Brief: Take each line from the material below that includes the string "Option" and copy it.

Given records:
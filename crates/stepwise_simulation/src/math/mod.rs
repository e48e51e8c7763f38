//! Vector/scalar утилиты для kinematic resolver
//!
//! Все сравнения epsilon-tolerant (EPSILON = 1mm).
//! Leaf-модуль: ни от чего в крейте не зависит.

use bevy::prelude::*;

/// Общий epsilon для сравнения float (метры / безразмерные fraction)
pub const EPSILON: f32 = 0.001;

/// Градусы → радианы
pub const DEG_TO_RAD: f32 = std::f32::consts::PI / 180.0;

/// |a - b| <= EPSILON
pub fn float_equals(a: f32, b: f32) -> bool {
    (a - b).abs() <= EPSILON
}

/// Строгий вариант: |a - b| < EPSILON
pub fn is_approximately(a: f32, b: f32) -> bool {
    (a - b).abs() < EPSILON
}

/// Скаляр равен 0 (в пределах EPSILON)
pub fn is_zero(a: f32) -> bool {
    float_equals(a, 0.0)
}

/// Все компоненты вектора равны 0 (в пределах EPSILON)
///
/// NaN компоненты НЕ считаются нулём — для NaN есть `has_nan`.
pub fn vec_is_zero(v: Vec3) -> bool {
    is_zero(v.x) && is_zero(v.y) && is_zero(v.z)
}

/// Покомпонентное сравнение векторов
pub fn vec_is_equal_to(a: Vec3, b: Vec3) -> bool {
    is_approximately(a.x, b.x) && is_approximately(a.y, b.y) && is_approximately(a.z, b.z)
}

/// Обнуляет компоненты, которые меньше EPSILON по модулю
pub fn zero_out(v: Vec3) -> Vec3 {
    let clean = |c: f32| if c.abs() < EPSILON { 0.0 } else { c };
    Vec3::new(clean(v.x), clean(v.y), clean(v.z))
}

pub fn has_nan(v: Vec3) -> bool {
    v.x.is_nan() || v.y.is_nan() || v.z.is_nan()
}

/// Проекция на горизонтальную плоскость (X, Z) как Vec2
pub fn to_xz(v: Vec3) -> Vec2 {
    Vec2::new(v.x, v.z)
}

/// Обнуляет Y компоненту (вектор остаётся в XZ плоскости)
pub fn flatten(v: Vec3) -> Vec3 {
    Vec3::new(v.x, 0.0, v.z)
}

/// Нормализация с защитой от нуля и NaN
///
/// Возвращает None для нулевых/бесконечных/NaN векторов — вызывающий
/// код пропускает фазу вместо того чтобы протащить NaN дальше.
pub fn safe_normalize(v: Vec3) -> Option<Vec3> {
    if !v.is_finite() || v.length_squared() < EPSILON * EPSILON {
        return None;
    }
    Some(v.normalize())
}

/// Знаковый угол между 2D векторами (градусы, против часовой > 0)
pub fn angle_between_2d(a: Vec2, b: Vec2) -> f32 {
    let sin = a.x * b.y - b.x * a.y;
    let cos = a.x * b.x + a.y * b.y;
    sin.atan2(cos).to_degrees()
}

/// Горизонтальное направление → yaw orientation (радианы)
///
/// Конвенция: orientation = -atan2(z, x), т.е. +X → 0, +Z → -PI/2.
pub fn vector_to_orientation(direction: Vec3) -> f32 {
    -direction.z.atan2(direction.x)
}

/// Yaw orientation (радианы) → единичный горизонтальный вектор
///
/// Обратная функция к `vector_to_orientation`.
pub fn orientation_to_vector(orientation: f32) -> Vec3 {
    Vec3::new((-orientation).cos(), 0.0, (-orientation).sin())
}

/// Rotation вокруг +Y, при которой forward (-Z) смотрит вдоль `direction`
///
/// None если direction вырожденный в XZ плоскости.
pub fn yaw_rotation(direction: Vec3) -> Option<Quat> {
    let flat = safe_normalize(flatten(direction))?;
    // Bevy forward = -Z; yaw=0 смотрит в -Z
    let yaw = (-flat.x).atan2(-flat.z);
    Some(Quat::from_rotation_y(yaw))
}

#[cfg(test)]
mod math_tests;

Task result:
pub fn safe_normalize(v: Vec3) -> Option<Vec3> {
pub fn yaw_rotation(direction: Vec3) -> Option<Quat> {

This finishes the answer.